The June 6 BDN OpEd by Jonette Christian, “Immigration reform: Get it right this time,” is a classic example of an attempt to rationalize xenophobia and to equate immigration with the source of economic and social demise.
She justifies her paranoia by citing a Nobel laureate economist and the Columbia Journalism Review, a similar tactic used by the Nazis and Fascists to justify the removal by one means or another of those deemed a threat to society.
Although it appears to me that she believes that immigrants are the source of all evil in our society, she is really concerned that if families were to reunite with each other, there would be a population explosion, then not enough food, jobs or money to go around.
Christian’s 1999 article “Population, Immigration and Global Ethics” says it all: “The immigration debate, which we are not having, is about what level of immigration best serves the long-term interests of this nation and the rest of the world.”
Maine employers need willing employees. If they cannot find employees, they cannot grow. If they don’t grow, there’ll be no demand, and if no demand exists, no one will come to the U.S. Thus no immigration problem.
Articles like these are based on primordial fears and try to cloud the real problem of immigration. At long last, Congress has started a dialogue in earnest. It is a mockery of this dialogue to say “well, wait a minute.”
On the contrary, we must use all resources — families, jobs and security. To do so, we must develop an orderly system of immigration and do it in a bipartisan manner — without the smoke and mirrors that Christian offers.
I left the University of Maine with a degree in behavioral sciences in 2004 and learned after only a year working within the system as a provider that we have a long-standing policy problem around how these services are provided.
People come to service providers fragmented, looking for help to pull it all back together.
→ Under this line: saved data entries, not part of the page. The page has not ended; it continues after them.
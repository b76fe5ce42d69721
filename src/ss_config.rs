// Simulator Configuration

use std::fmt;
use std::fs;
use std::path::Path;
use std::str::FromStr;

use log::info;
use serde::Deserialize;

use crate::ss_error::SimError;
use crate::ss_source::DurationModel;

// ============================================================================
// Main Configuration
// ============================================================================

/// Main simulation configuration
#[derive(Debug, Clone)]
pub struct SimulatorConfig {
    /// Simulation horizon
    pub total_time: f64,

    /// Number of ON/OFF sources
    pub num_sources: usize,

    /// Load contributed by a source while ON
    pub on_rate: f64,

    /// Pareto shape/scale of ON sojourns
    pub alpha_on: f64,
    pub xm_on: f64,

    /// Pareto shape/scale of OFF sojourns
    pub alpha_off: f64,
    pub xm_off: f64,

    pub model: TrafficModelType,

    /// Target Hurst exponent, used by the FGN model
    pub hurst: f64,

    /// Seed basis; source `i` is seeded with `seed + i`
    pub seed: u64,

    pub queue: QueueConfig,

    /// How aggregate-rate samples for Hurst estimation are taken
    pub sampling: SamplingMode,

    pub output: OutputConfig,
}

/// Traffic model selector
#[derive(Debug, Clone, Copy, PartialEq, Eq, Default)]
pub enum TrafficModelType {
    #[default]
    Pareto,
    FractionalGaussianNoise,
}

/// Congestion model parameters
#[derive(Debug, Clone, Copy, PartialEq)]
pub struct QueueConfig {
    pub capacity: f64,
    pub service_rate: f64,
}

/// Rate sampling for the Hurst estimator input
#[derive(Debug, Clone, Copy, PartialEq, Default)]
pub enum SamplingMode {
    /// One sample after every processed source event
    #[default]
    PerEvent,

    /// One sample every `dt` time units, driven by TICK events
    Interval(f64),
}
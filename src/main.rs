use std::env;
use std::process;

use log::{error, info, LevelFilter};
use simple_logger::SimpleLogger;

use selfsim::ss_export::{event_sink_for, write_run_outputs};
use selfsim::{SimError, SimulationManager, SimulatorConfig};

fn main() {
    SimpleLogger::new()
        .with_level(LevelFilter::Info)
        .env()
        .init()
        .unwrap();

    if let Err(e) = run() {
        error!("{}", e);
        eprintln!("Error: {}", e);
        process::exit(1);
    }
}

fn run() -> Result<(), SimError> {
    let config = match env::args().nth(1) {
        Some(path) => SimulatorConfig::load_from_file(&path)?,
        None => {
            info!("No configuration file given, using defaults");
            let config = SimulatorConfig::default();
            config.log_parameters();
            config
        }
    };

    info!("starting");

    let sink = event_sink_for(&config.output)?;
    let mut manager = SimulationManager::from_config(&config)?.with_sink(sink);
    let summary = manager.run(config.total_time)?;

    summary.print_summary();
    write_run_outputs(&config.output, manager.recorder().points(), &summary)?;

    info!("done.");
    Ok(())
}
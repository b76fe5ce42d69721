//! Event sinks and CSV exporters

use std::fs::File;
use std::io::{BufWriter, Write};
use std::path::Path;

use log::{error, info};

use crate::ss_config::OutputConfig;
use crate::ss_interface::{EventKind, EventRecord, EventSink, SimTime, SourceId};
use crate::ss_stats::SimulationSummary;

pub const EVENTS_CSV_HEADER: &str = "sourceId,eventType,eventTime,currentAggregateRate";
pub const TIME_SERIES_CSV_HEADER: &str = "time,totalAggregateRate";

// ============================================================================
// Console Logging Sink
// ============================================================================

/// Emits every processed event through the logger
pub struct ConsoleEventSink {
    enabled: bool,
}

impl ConsoleEventSink {
    pub fn new(enabled: bool) -> Self {
        Self { enabled }
    }
}

impl EventSink for ConsoleEventSink {
    fn log(&mut self, record: &EventRecord) {
        if !self.enabled {
            return;
        }

        info!(
            "{:>12.4} src:{:>5} {:<10} rate:{}",
            record.time, record.source_id, record.kind, record.aggregate_rate
        );
    }
}

// ============================================================================
// CSV Event Sink
// ============================================================================

/// Streams event records to a CSV file
pub struct CsvEventSink<W: Write = BufWriter<File>> {
    writer: W,
}

impl CsvEventSink {
    pub fn create<P: AsRef<Path>>(path: P) -> std::io::Result<Self> {
        let file = File::create(path)?;
        Self::new(BufWriter::new(file))
    }
}

impl<W: Write> CsvEventSink<W> {
    pub fn new(mut writer: W) -> std::io::Result<Self> {
        writeln!(writer, "{}", EVENTS_CSV_HEADER)?;
        Ok(Self { writer })
    }

    pub fn flush(&mut self) -> std::io::Result<()> {
        self.writer.flush()
    }
}

impl<W: Write> EventSink for CsvEventSink<W> {
    fn log(&mut self, record: &EventRecord) {
        let result = writeln!(
            self.writer,
            "{},{},{},{}",
            record.source_id, record.kind, record.time, record.aggregate_rate
        );

        if let Err(e) = result {
            error!("Error writing event CSV: {}", e);
        }
    }
}

impl<W: Write> Drop for CsvEventSink<W> {
    fn drop(&mut self) {
        if let Err(e) = self.writer.flush() {
            error!("Error flushing event CSV: {}", e);
        }
    }
}

// ============================================================================
// Collector Event Sink (In-Memory)
// ============================================================================

/// Collects events in memory for programmatic analysis
#[derive(Debug, Default)]
pub struct CollectorEventSink {
    pub events: Vec<EventRecord>,
}

impl CollectorEventSink {
    pub fn new() -> Self {
        Self { events: Vec::new() }
    }

    // Query helpers
    pub fn of_kind(&self, kind: EventKind) -> impl Iterator<Item = &EventRecord> {
        self.events.iter().filter(move |e| e.kind == kind)
    }

    pub fn for_source(&self, source_id: SourceId) -> impl Iterator<Item = &EventRecord> {
        self.events.iter().filter(move |e| e.source_id == source_id)
    }

    pub fn in_time_range(
        &self,
        start: SimTime,
        end: SimTime,
    ) -> impl Iterator<Item = &EventRecord> {
        self.events
            .iter()
            .filter(move |e| e.time >= start && e.time <= end)
    }

    pub fn count_by_kind(&self) -> EventKindCounts {
        let mut counts = EventKindCounts::default();
        for record in &self.events {
            match record.kind {
                EventKind::SourceOn => counts.source_on += 1,
                EventKind::SourceOff => counts.source_off += 1,
                EventKind::Tick => counts.tick += 1,
            }
        }
        counts
    }

    pub fn export_to_csv<P: AsRef<Path>>(&self, path: P) -> std::io::Result<()> {
        let mut csv_sink = CsvEventSink::create(path)?;
        for record in &self.events {
            csv_sink.log(record);
        }
        csv_sink.flush()
    }
}

#[derive(Debug, Default, PartialEq, Eq)]
pub struct EventKindCounts {
    pub source_on: usize,
    pub source_off: usize,
    pub tick: usize,
}

impl EventSink for CollectorEventSink {
    fn log(&mut self, record: &EventRecord) {
        self.events.push(*record);
    }
}

// ============================================================================
// Multi Sink (Combine Multiple Sinks)
// ============================================================================

/// Combines multiple event sinks
#[derive(Default)]
pub struct MultiEventSink {
    sinks: Vec<Box<dyn EventSink>>,
}

impl MultiEventSink {
    pub fn new() -> Self {
        Self { sinks: Vec::new() }
    }

    pub fn add_sink(&mut self, sink: Box<dyn EventSink>) {
        self.sinks.push(sink);
    }

    pub fn len(&self) -> usize {
        self.sinks.len()
    }

    pub fn is_empty(&self) -> bool {
        self.sinks.is_empty()
    }
}

impl EventSink for MultiEventSink {
    fn log(&mut self, record: &EventRecord) {
        for sink in &mut self.sinks {
            sink.log(record);
        }
    }
}

// ============================================================================
// Series / Summary Writers
// ============================================================================

pub fn write_time_series<W: Write>(
    mut writer: W,
    points: &[(SimTime, f64)],
) -> std::io::Result<()> {
    writeln!(writer, "{}", TIME_SERIES_CSV_HEADER)?;
    for (t, rate) in points {
        writeln!(writer, "{},{}", t, rate)?;
    }
    writer.flush()
}

pub fn write_time_series_csv<P: AsRef<Path>>(
    path: P,
    points: &[(SimTime, f64)],
) -> std::io::Result<()> {
    let file = File::create(&path)?;
    write_time_series(BufWriter::new(file), points)?;
    info!("Logged time-series data to {}", path.as_ref().display());
    Ok(())
}

pub fn write_summary<W: Write>(mut writer: W, summary: &SimulationSummary) -> std::io::Result<()> {
    writeln!(writer, "{}", SimulationSummary::CSV_HEADER)?;
    writeln!(writer, "{}", summary.csv_row())?;
    writer.flush()
}

pub fn write_summary_csv<P: AsRef<Path>>(
    path: P,
    summary: &SimulationSummary,
) -> std::io::Result<()> {
    let file = File::create(&path)?;
    write_summary(BufWriter::new(file), summary)?;
    info!("Logged summary statistics to {}", path.as_ref().display());
    Ok(())
}

// ============================================================================
// Configured Outputs
// ============================================================================

/// Event sink for a run: console echo, plus a CSV stream when configured
pub fn event_sink_for(output: &OutputConfig) -> std::io::Result<MultiEventSink> {
    let mut sink = MultiEventSink::new();
    if output.enable_event_logging {
        sink.add_sink(Box::new(ConsoleEventSink::new(true)));
    }
    if let Some(path) = &output.events_csv {
        sink.add_sink(Box::new(CsvEventSink::create(path)?));
        info!("Streaming events to {}", path);
    }
    Ok(sink)
}

/// Write the time-series and summary files named in `output`
pub fn write_run_outputs(
    output: &OutputConfig,
    points: &[(SimTime, f64)],
    summary: &SimulationSummary,
) -> std::io::Result<()> {
    if let Some(path) = &output.time_series_csv {
        write_time_series_csv(path, points)?;
    }
    if let Some(path) = &output.summary_csv {
        write_summary_csv(path, summary)?;
    }
    Ok(())
}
It makes no logical sense to ask that person to achieve holistic recovery by obtaining services in multiple locations by multiple providers who are too overwhelmed to effectively communicate with each other.
At that point, I decided my educational path was not complete and enrolled in the master’s degree for public administration at UMaine. In a nutshell, there are too many long-standing bureaucratic dynamics protecting the current system from transition.
After nine years of public service, with five of those years working in methadone clinics, it is clear to this qualified professional that I have two choices: Either shut up and continue to allow my credentials and licensing to be used incorrectly, or walk away from this field of work as I have seen many others do.
But instead, I called the governor’s office, and the state regulator of the methadone clinics went to the clinic I was working at and got me fired within two weeks. So that is what we get if we speak up about what we see is not working. Good thing I refuse to do my job incorrectly as well as refuse to walk away when I know I can help.
Carolyn Blackfeather Rae, certified alcohol and drug counselor
J. Thomas Franklin, president of Maine Citizens Against Handgun Violence, is either being ignorantly disingenuous or outright dishonest by even mentioning the Newtown, Conn., tragedy in his June 4 article regarding the so-called gun show loophole.
What happened in Newtown was not the result of questionable gun show purchases of firearms. The firearms used in this tragedy were purchased legally and then illegally stolen from the owner, the perpetrator’s mother.
Yet Franklin, in his zeal to address a complex issue, not only uses a fallacy of logic, he effectively distracts and obfuscates the real issues and heart-wrenching crimes that were committed by a man who had no business to access a firearm. This is a disservice to the victims, their families and those of us who rationally, reasonably and legally choose the responsibility required for firearm ownership.
General welfare provider
In The Star Herald on June 5, Rep. Alexander Willette, R-Mapleton, uses welfare pejoratively six times, calling it “irresponsible” and the cause of hospital debt.
The U.S. Constitution has a different view of welfare. In the preamble, “promote the general welfare” is one of six reasons for establishing the Constitution. In Article 1, Section 8, “provide for … the general welfare” is listed as one use for Congress’ “power to lay and collect taxes.” Medicaid expansion is a good way to “provide for the general welfare” for thousands of working poor in Maine who won’t be able to pay their hospital bills without it.
It also benefits hospitals, taxpayers and job seekers.
Willette accuses Democrats of reneging on their promise to pay the debt and of playing party politics because they attached Medicaid expansion to the bill to pay the hospitals. But there was a good reason to combine the two issues. Medicaid expansion is a way to provide hospitals with payment in the future and prevent the accrual of debt.
Willette’s accusation that Rep. Robert Saucier, D-Presque Isle, broke his promise to bring jobs to Aroostook County by supporting Medicaid expansion is contradicted by a statement of Gordon Smith from the Maine Medical Association in a March 5 BDN story, “A Medicaid expansion could support the creation of about 2,000 health care jobs.”
To create the most jobs, Maine needs to pay the hospital debt and expand Medicaid. I believe Willette’s attack on Saucier is unreasonable and unjust.